FDA approval was supported by the one-year results of the TRIOMPHE investigational device exemption (IDE) study, which showed that the Nexus system could effectively treat aortic arch disease, including chronic aortic dissections, in patients at high risk for open surgical repair. The approval enables a US commercial launch of the Nexus system.
Nexus is a bimodular system designed to mimic the ascending and arch anatomy. It has a 20Fr delivery system with a pre-shaped catheter to allow one pass into the arch to minimise arch manipulation and an integrated branch designed for haemodynamic efficiency, Endospan details in a press release.
TRIOMPHE is a prospective, multicentre study designed to assess the safety and effectiveness of the Nexus system in high-risk surgical patients. The one-year results for the high-risk surgical patients with chronic dissections demonstrated safe and effective treatment in the ascending aorta.
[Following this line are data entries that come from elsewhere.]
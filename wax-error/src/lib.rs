//! Error utilities for wax.
//!
//! The [`BoxError`] type is a type-erased error type that can be used to represent any error that
//! implements the `std::error::Error` trait and is used for cases where it is usually not
//! that important what specific error type is returned, but rather that an error occurred.
//!
//! Crates within wax which need a typed error (such as the JOSE error kinds of `wax-crypto`)
//! still box their causes using [`BoxError`] and attach human context through [`ErrorContext`].
//!
//! # Wax
//!
//! Crate used by the end-user `wax` crate and `wax` crate authors alike.

#![doc(html_favicon_url = "https://raw.githubusercontent.com/plabayo/rama/main/docs/img/old_logo.png")]
#![cfg_attr(docsrs, feature(doc_cfg))]
#![cfg_attr(not(test), warn(clippy::print_stdout, clippy::dbg_macro))]

/// Alias for a type-erased error type.
pub type BoxError = Box<dyn std::error::Error + Send + Sync>;

mod ext;
pub use ext::{ErrorContext, ErrorExt, OpaqueError};
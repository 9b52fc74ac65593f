//! AES key wrap with the default initial value, [`rfc3394`],
//! performed one AES block at a time.
//!
//! [`rfc3394`]: https://datatracker.ietf.org/doc/html/rfc3394

use aws_lc_rs::{
    cipher::{
        AES_128, AES_192, AES_256, Algorithm, DecryptingKey, DecryptionContext, EncryptingKey,
        UnboundCipherKey,
    },
    constant_time,
};
use zeroize::Zeroizing;

use crate::jose::JoseError;

const DEFAULT_IV: [u8; SEMIBLOCK] = [0xA6; SEMIBLOCK];
const SEMIBLOCK: usize = 8;
const ROUNDS: usize = 6;

/// Wrap `key` (at least two 64-bit blocks) under `kek`.
pub(super) fn wrap(kek: &[u8], key: &[u8]) -> Result<Vec<u8>, JoseError> {
    if key.len() < 2 * SEMIBLOCK || !key.len().is_multiple_of(SEMIBLOCK) {
        return Err(JoseError::invalid_input(format!(
            "AES key wrap input of {} bytes is not a multiple of 8 bytes of at least 16",
            key.len()
        )));
    }
    let cipher = EncryptingKey::ecb(cipher_key(kek)?)
        .map_err(|err| JoseError::invalid_key_material("AES key wrap key").with_source(err))?;

    let n = key.len() / SEMIBLOCK;
    let mut a = DEFAULT_IV;
    let mut r = Zeroizing::new(key.to_vec());
    let mut block = Zeroizing::new([0u8; 2 * SEMIBLOCK]);

    for j in 0..ROUNDS {
        for (i, r) in r.chunks_exact_mut(SEMIBLOCK).enumerate() {
            block[..SEMIBLOCK].copy_from_slice(&a);
            block[SEMIBLOCK..].copy_from_slice(r);
            cipher
                .encrypt(&mut block[..])
                .map_err(|err| JoseError::invalid_input("AES key wrap").with_source(err))?;
            let t = counter(n, j, i);
            for ((a, b), t) in a.iter_mut().zip(&block[..SEMIBLOCK]).zip(t) {
                *a = b ^ t;
            }
            r.copy_from_slice(&block[SEMIBLOCK..]);
        }
    }

    let mut wrapped = Vec::with_capacity(key.len() + SEMIBLOCK);
    wrapped.extend_from_slice(&a);
    wrapped.extend_from_slice(&r);
    Ok(wrapped)
}

/// Unwrap `wrapped` under `kek`.
///
/// Any structural or integrity problem is an authentication failure.
pub(super) fn unwrap(kek: &[u8], wrapped: &[u8]) -> Result<Zeroizing<Vec<u8>>, JoseError> {
    if wrapped.len() < 3 * SEMIBLOCK || !wrapped.len().is_multiple_of(SEMIBLOCK) {
        return Err(JoseError::authentication_failure());
    }
    let cipher = DecryptingKey::ecb(cipher_key(kek)?)
        .map_err(|err| JoseError::invalid_key_material("AES key wrap key").with_source(err))?;

    let (iv, key) = wrapped.split_at(SEMIBLOCK);
    let n = key.len() / SEMIBLOCK;
    let mut a = [0u8; SEMIBLOCK];
    a.copy_from_slice(iv);
    let mut r = Zeroizing::new(key.to_vec());
    let mut block = Zeroizing::new([0u8; 2 * SEMIBLOCK]);

    for j in (0..ROUNDS).rev() {
        for (i, r) in r.chunks_exact_mut(SEMIBLOCK).enumerate().rev() {
            let t = counter(n, j, i);
            for ((b, a), t) in block[..SEMIBLOCK].iter_mut().zip(&a).zip(t) {
                *b = a ^ t;
            }
            block[SEMIBLOCK..].copy_from_slice(r);
            cipher
                .decrypt(&mut block[..], DecryptionContext::None)
                .map_err(|err| JoseError::authentication_failure().with_source(err))?;
            a.copy_from_slice(&block[..SEMIBLOCK]);
            r.copy_from_slice(&block[SEMIBLOCK..]);
        }
    }

    constant_time::verify_slices_are_equal(&a, &DEFAULT_IV)
        .map_err(|err| JoseError::authentication_failure().with_source(err))?;
    Ok(r)
}

/// `t = n * j + i`, with `i` counted from one.
fn counter(n: usize, j: usize, i: usize) -> [u8; SEMIBLOCK] {
    ((n * j + i + 1) as u64).to_be_bytes()
}

fn cipher_key(kek: &[u8]) -> Result<UnboundCipherKey, JoseError> {
    let algorithm: &'static Algorithm = match kek.len() {
        16 => &AES_128,
        24 => &AES_192,
        32 => &AES_256,
        len => {
            return Err(JoseError::invalid_key_material(format!(
                "AES key wrap needs a 16, 24 or 32 byte key, got {len}"
            )));
        }
    };
    UnboundCipherKey::new(algorithm, kek)
        .map_err(|err| JoseError::invalid_key_material("AES key wrap key").with_source(err))
}

#[cfg(test)]
mod tests {
    use super::*;
    use crate::jose::JoseErrorKind;

    fn kek(len: usize) -> Vec<u8> {
        (0..len as u8).collect()
    }

    const KEY_DATA: &str = "00112233445566778899aabbccddeeff";

    #[test]
    fn rfc3394_128_bit_kek() {
        let wrapped = wrap(&kek(16), &hex::decode(KEY_DATA).unwrap()).unwrap();
        assert_eq!(
            hex::encode(&wrapped),
            "1fa68b0a8112b447aef34bd8fb5a7b829d3e862371d2cfe5"
        );
        assert_eq!(hex::encode(unwrap(&kek(16), &wrapped).unwrap().as_slice()), KEY_DATA);
    }

    #[test]
    fn rfc3394_192_bit_kek() {
        let wrapped = wrap(&kek(24), &hex::decode(KEY_DATA).unwrap()).unwrap();
        assert_eq!(
            hex::encode(&wrapped),
            "96778b25ae6ca435f92b5b97c050aed2468ab8a17ad84e5d"
        );
        assert_eq!(hex::encode(unwrap(&kek(24), &wrapped).unwrap().as_slice()), KEY_DATA);
    }

    #[test]
    fn rfc3394_256_bit_kek() {
        let wrapped = wrap(&kek(32), &hex::decode(KEY_DATA).unwrap()).unwrap();
        assert_eq!(
            hex::encode(&wrapped),
            "64e8c3f9ce0f5ba263e9777905818a2a93c8191e7d6e8ae7"
        );
        assert_eq!(hex::encode(unwrap(&kek(32), &wrapped).unwrap().as_slice()), KEY_DATA);
    }

    #[test]
    fn rfc3394_256_bit_key_data() {
        let data = "00112233445566778899aabbccddeeff000102030405060708090a0b0c0d0e0f";
        let wrapped = wrap(&kek(32), &hex::decode(data).unwrap()).unwrap();
        assert_eq!(
            hex::encode(&wrapped),
            "28c9f404c4b810f4cbccb35cfb87f8263f5786e2d80ed326cbc7f0e71a99f43bfb988b9b7a02dd21"
        );
    }

    #[test]
    fn wrong_kek_is_authentication_failure() {
        let wrapped = wrap(&kek(16), &[5u8; 32]).unwrap();
        let err = unwrap(&[1u8; 16], &wrapped).unwrap_err();
        assert_eq!(err.kind(), JoseErrorKind::AuthenticationFailure);

        let err = unwrap(&kek(16), &wrapped[..16]).unwrap_err();
        assert_eq!(err.kind(), JoseErrorKind::AuthenticationFailure);
    }

    #[test]
    fn rejects_bad_sizes() {
        assert_eq!(
            wrap(&kek(16), &[0u8; 12]).unwrap_err().kind(),
            JoseErrorKind::InvalidInput
        );
        assert_eq!(
            wrap(&kek(20), &[0u8; 16]).unwrap_err().kind(),
            JoseErrorKind::InvalidKeyMaterial
        );
    }
}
“The anatomical design of the Nexus system addresses many of the complexities that occur when treating the ascending and aortic arch,” said Brad Leshnower (Emory University, Atlanta, USA), national cardiac surgery co-principal investigator. “I am pleased to now be able to offer this minimally invasive solution to patients with life-threatening diseases involving the ascending aorta and arch who are at high risk for conventional open repair.”
Ross Milner (UChicago Medicine, Chicago, USA), national vascular surgery principal investigator, added: “On behalf of my co-principal national investigator Dr Leshnower and me, I would like to thank the entire TRIOMPHE investigational body for their commitment, time and effort to make this technology available and expand our treatment options for delivering aortic care to the community.”